Is stereoscopy (3D stereo) making a come back?

2019-04-14 15:22发布

问题:

I'm working on a stereoscopy application in C++ and OpenGL (for medical image visualization). From what I understand, the technology was quite big news about 10 years ago but it seems to have died down since. Now, many companies seem to be investing in the technology... Including nVidia it would seem.

Stereoscopy is also known as "3D Stereo", primarily by nVidia (I think).

Does anyone see stereoscopy as a major technology in terms of how we visualize things? I'm talking in both a recreational and professional capacity.

回答1:

With nVidia's 3D kit you don't need to "make a stereoscopy application", drivers and video card take care of that. 10 years ago there was good quality stereoscopy with polarized glasses and extremely expensive monitors and low quality stereoscopy with red/cyan glasses. What you have now is both cheap and good quality. Right now all you need is 120Hz LCD, entry level graphics card and $100 shutter glasses.

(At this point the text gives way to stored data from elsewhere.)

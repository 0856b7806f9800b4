//! The tools module provides the building blocks for the squeezer codec.
//!
//! The tools are:
//! - cli: Command line interface for squeezer.
//! - dictionary: The 128 slot digram dictionary and its file header.
//! - freq_table: Digram frequency table, kept sorted by count.
//! - options: Settings shared by every codec operation.
//! - staging: Write output files through a temporary file.
//!
pub mod cli;
pub mod dictionary;
pub mod freq_table;
pub mod options;
pub mod staging;
use std::fs::File;
use std::io::{self, Read, Write};
use std::path::Path;

use log::{debug, error, info};

use crate::bytestream::bytereader::ByteReader;
use crate::bytestream::bytewriter::ByteWriter;
use crate::error::{Result, SqueezeError};
use crate::tools::dictionary::{Dictionary, HEADER_SIZE};
use crate::tools::freq_table::CHARACTER_OFFSET;
use crate::tools::options::CodecOptions;
use crate::tools::staging::staged;

/// What a decode pass did.
#[derive(Clone, Debug, PartialEq, Eq)]
pub struct DecodeReport {
    /// Body bytes read, header excluded.
    pub read: u64,
    /// Bytes written after expansion.
    pub written: u64,
    /// Number of live dictionary slots found in the header.
    pub dictionary: usize,
}

/// Decode a compressed stream. Nothing is written to `sink` unless a complete header
/// could be read.
pub fn decode<R: Read, W: Write>(
    source: R,
    sink: W,
    opts: &CodecOptions,
) -> Result<DecodeReport> {
    let mut br = ByteReader::new(source, opts.buffer_size);
    let header = match br.exact::<HEADER_SIZE>()? {
        Ok(header) => header,
        Err(found) => {
            error!(
                "Impossible to find the dictionary: read {} bytes instead of {}.",
                found, HEADER_SIZE
            );
            return Err(SqueezeError::InvalidHeader {
                found,
                expected: HEADER_SIZE,
            });
        }
    };
    let dictionary = Dictionary::from_header(&header);
    debug!("Found {} digrams in the header.", dictionary.len());

    let mut bw = ByteWriter::new(sink, opts.buffer_size);
    while let Some(chunk) = br.chunk()? {
        for &byte in chunk {
            if byte >= CHARACTER_OFFSET {
                bw.out16(dictionary.expand(byte))?;
            } else {
                bw.out8(byte)?;
            }
        }
    }
    bw.flush()?;

    let report = DecodeReport {
        read: br.consumed() - HEADER_SIZE as u64,
        written: bw.total(),
        dictionary: dictionary.len(),
    };
    debug!(
        "Read {} body bytes, wrote {} bytes.",
        report.read, report.written
    );
    Ok(report)
}

/// Decode an in-memory compressed file.
pub fn decode_bytes(data: &[u8], opts: &CodecOptions) -> Result<Vec<u8>> {
    let mut out = Vec::with_capacity(data.len() * 2);
    decode(data, &mut out, opts)?;
    Ok(out)
}

/// Decode the file at `input` into a new file at `output`. The output only appears once
/// everything was written; an existing output is replaced only when `force` is set.
pub fn decode_file(
    input: &Path,
    output: &Path,
    opts: &CodecOptions,
    force: bool,
) -> Result<DecodeReport> {
    info!("Expanding {} into {}.", input.display(), output.display());
    let fin = File::open(input).map_err(|e| SqueezeError::input(input.display().to_string(), e))?;
    staged(output, force, |fout| decode(&fin, fout, opts))
        .map_err(|e| e.with_paths(input, output))
}

/// Test compressed file integrity: decode it and throw the output away.
pub fn check_file(input: &Path, opts: &CodecOptions) -> Result<DecodeReport> {
    info!("Checking {}.", input.display());
    let fin = File::open(input).map_err(|e| SqueezeError::input(input.display().to_string(), e))?;
    decode(fin, io::sink(), opts).map_err(|e| e.with_paths(input, Path::new("<none>")))
}
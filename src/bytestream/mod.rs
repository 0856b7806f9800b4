//! The bytestream module forms the I/O subsystem of squeezer.
//!
//! Both directions work on a fixed working buffer. The reader hands the codec one
//! chunk at a time, and the writer accumulates output and dumps it to the sink before
//! it can overflow. Neither side knows anything about digrams.
//!
pub mod bytereader;
pub mod bytewriter;
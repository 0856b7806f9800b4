use std::io::Read;

use log::{debug, trace};
use rustc_hash::FxHashMap;

use crate::bytestream::bytereader::ByteReader;
use crate::error::{Result, SqueezeError};

/// Bytes at or above this value are reserved for dictionary codes.
pub const CHARACTER_OFFSET: u8 = 128;

/// One observed digram and how often it has been seen.
#[derive(Clone, Copy, Debug, PartialEq, Eq)]
pub struct PairEntry {
    pub byte0: u8,
    pub byte1: u8,
    pub count: u64,
    /// Position in the table, 0 = most frequent.
    pub rank: usize,
}

impl PairEntry {
    pub fn pair(&self) -> (u8, u8) {
        (self.byte0, self.byte1)
    }
}

/// Digram frequency table, always sorted by descending count. Ties keep the order in
/// which the entries reached that count.
#[derive(Debug, Default)]
pub struct FreqTable {
    entries: Vec<PairEntry>,
    /// Current position of every pair in `entries`.
    positions: FxHashMap<(u8, u8), usize>,
}

impl FreqTable {
    pub fn new() -> Self {
        Self::default()
    }

    /// Count one more occurrence of (byte0, byte1) and restore the ordering.
    pub fn update(&mut self, byte0: u8, byte1: u8) -> Result<()> {
        let mut pos = match self.positions.get(&(byte0, byte1)).copied() {
            Some(pos) => pos,
            None => {
                let rank = self.entries.len();
                self.entries
                    .try_reserve(1)
                    .map_err(|_| SqueezeError::AllocationFailure { entries: rank })?;
                self.positions.insert((byte0, byte1), rank);
                self.entries.push(PairEntry {
                    byte0,
                    byte1,
                    count: 1,
                    rank,
                });
                return Ok(());
            }
        };

        self.entries[pos].count += 1;
        // Move it forward while it strictly beats the one ahead. Ties stay put.
        while pos > 0 && self.entries[pos].count > self.entries[pos - 1].count {
            self.entries.swap(pos, pos - 1);
            self.entries[pos].rank = pos;
            self.positions.insert(self.entries[pos].pair(), pos);
            pos -= 1;
        }
        self.entries[pos].rank = pos;
        self.positions.insert((byte0, byte1), pos);
        Ok(())
    }

    /// Count every digram in `chunk`, including the one formed with `previous`, the last
    /// byte of the preceding chunk. `offset` is the stream position of `chunk[0]`.
    /// Returns the new last byte.
    pub fn observe(&mut self, previous: Option<u8>, chunk: &[u8], offset: u64) -> Result<Option<u8>> {
        check_literals(chunk, offset)?;
        let first = match chunk.first() {
            Some(&b) => b,
            None => return Ok(previous),
        };
        if let Some(last) = previous {
            self.update(last, first)?;
        }
        for pair in chunk.windows(2) {
            self.update(pair[0], pair[1])?;
        }
        Ok(chunk.last().copied())
    }

    /// Build the table over a whole stream, reading it `buffer_size` bytes at a time.
    pub fn from_reader<R: Read>(source: R, buffer_size: usize) -> Result<(Self, u64)> {
        let mut table = FreqTable::new();
        let mut br = ByteReader::new(source, buffer_size);
        let mut previous = None;
        let mut offset = 0;
        while let Some(chunk) = br.chunk()? {
            previous = table.observe(previous, chunk, offset)?;
            offset += chunk.len() as u64;
            trace!("Counted {} bytes, {} distinct digrams.", offset, table.len());
        }
        debug!(
            "Frequency table holds {} distinct digrams over {} bytes.",
            table.len(),
            offset
        );
        Ok((table, offset))
    }

    /// Entries in rank order.
    pub fn entries(&self) -> &[PairEntry] {
        &self.entries
    }

    /// Current entry for a pair, if it has been seen.
    pub fn get(&self, byte0: u8, byte1: u8) -> Option<&PairEntry> {
        self.positions
            .get(&(byte0, byte1))
            .map(|&pos| &self.entries[pos])
    }

    /// Current rank of a pair, if it has been seen.
    pub fn rank(&self, byte0: u8, byte1: u8) -> Option<usize> {
        self.positions.get(&(byte0, byte1)).copied()
    }

    pub fn len(&self) -> usize {
        self.entries.len()
    }

    pub fn is_empty(&self) -> bool {
        self.entries.is_empty()
    }
}

/// Reject any byte that collides with the dictionary code space.
pub(crate) fn check_literals(chunk: &[u8], offset: u64) -> Result<()> {
    match chunk.iter().position(|&b| b >= CHARACTER_OFFSET) {
        Some(idx) => Err(SqueezeError::ReservedByte {
            offset: offset + idx as u64,
            byte: chunk[idx],
        }),
        None => Ok(()),
    }
}
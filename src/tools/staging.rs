use std::fs::File;
use std::io::{self, ErrorKind};
use std::path::Path;

use log::{debug, warn};
use tempfile::NamedTempFile;

use crate::error::{Result, SqueezeError};

/// Run `work` against a temporary file next to `output` and move it into place only if
/// `work` succeeded. On failure the temporary file is removed and `output` is left
/// untouched. Without `force`, an existing `output` is an error.
pub fn staged<T>(
    output: &Path,
    force: bool,
    work: impl FnOnce(&mut File) -> Result<T>,
) -> Result<T> {
    let name = output.display().to_string();
    if !force && output.exists() {
        warn!("Output file {} already exists, use --force to overwrite.", name);
        return Err(SqueezeError::output(
            name,
            io::Error::new(ErrorKind::AlreadyExists, "file already exists"),
        ));
    }

    let dir = match output.parent() {
        Some(dir) if !dir.as_os_str().is_empty() => dir,
        _ => Path::new("."),
    };
    let mut tmp = NamedTempFile::new_in(dir).map_err(|e| SqueezeError::output(&*name, e))?;
    debug!("Staging output in {}.", tmp.path().display());

    let value = work(tmp.as_file_mut())?;
    tmp.as_file()
        .sync_all()
        .map_err(|e| SqueezeError::output(&*name, e))?;

    let persisted = if force {
        tmp.persist(output)
    } else {
        tmp.persist_noclobber(output)
    };
    persisted.map_err(|e| SqueezeError::output(name, e.error))?;
    Ok(value)
}

#[cfg(test)]
mod test {
    use super::*;
    use std::io::Write;

    #[test]
    fn output_appears_on_success() {
        let dir = tempfile::tempdir().unwrap();
        let target = dir.path().join("out.bin");
        let n = staged(&target, false, |f| {
            f.write_all(b"abc").unwrap();
            Ok(3)
        })
        .unwrap();
        assert_eq!(n, 3);
        assert_eq!(std::fs::read(&target).unwrap(), b"abc");
    }

    #[test]
    fn output_untouched_on_failure() {
        let dir = tempfile::tempdir().unwrap();
        let target = dir.path().join("out.bin");
        std::fs::write(&target, b"old").unwrap();
        let result: Result<()> = staged(&target, true, |f| {
            f.write_all(b"new but broken").unwrap();
            Err(SqueezeError::AllocationFailure { entries: 0 })
        });
        assert!(result.is_err());
        assert_eq!(std::fs::read(&target).unwrap(), b"old");
        assert_eq!(std::fs::read_dir(dir.path()).unwrap().count(), 1);
    }

    #[test]
    fn refuses_to_overwrite_without_force() {
        let dir = tempfile::tempdir().unwrap();
        let target = dir.path().join("out.bin");
        std::fs::write(&target, b"old").unwrap();
        let result = staged(&target, false, |_| Ok(()));
        assert!(matches!(
            result,
            Err(SqueezeError::OutputUnavailable { .. })
        ));
        let result = staged(&target, true, |f| {
            f.write_all(b"new").unwrap();
            Ok(())
        });
        assert!(result.is_ok());
        assert_eq!(std::fs::read(&target).unwrap(), b"new");
    }
}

So no doubt about it, it will be the next big thing. At least in entertainment.



回答2:

One reason why it is probably coming back is due to the fact that we know have screens with high enough refreshrate so that 3D is possible. I think I read that you will need somewhere around 100Hz for 3D-TV. So, no need for bulky glasses anymore.

Edit: To reiterate: You no longer need glasses in order to have 3D TV. This article was posted in a swedish magazine a few weeks ago: http://www.nyteknik.se/nyheter/it_telekom/tv/article510136.ece.

What it says is basically that instead of glasses you use a technique with vertical lenses on the screen. Problem with CRT is that they are not flat. Our more modern flat screens obviously hasn't got this problem. The second problem is that you need high frequency (at least 100 Hz as that makes the eye get 50 frames per second) and a lot of pixels, since each eye only gets half the pixels.

TV sets that support 3D without glasses have been sold by various companies since 2005.



回答3:

Enthusiasm for stereo display seems to come and go in cycles of hype and disappointment (e.g cinema). I don't expect TV and PCs will be any different.

For medical visualisation, if it was that useful there would be armies of clinicians sitting in front of expensive displays wearing shutter glasses already. Big hint: there aren't. And that market doesn't need 3D display tech to reach "impulse purchase" pricing levels as an enabler.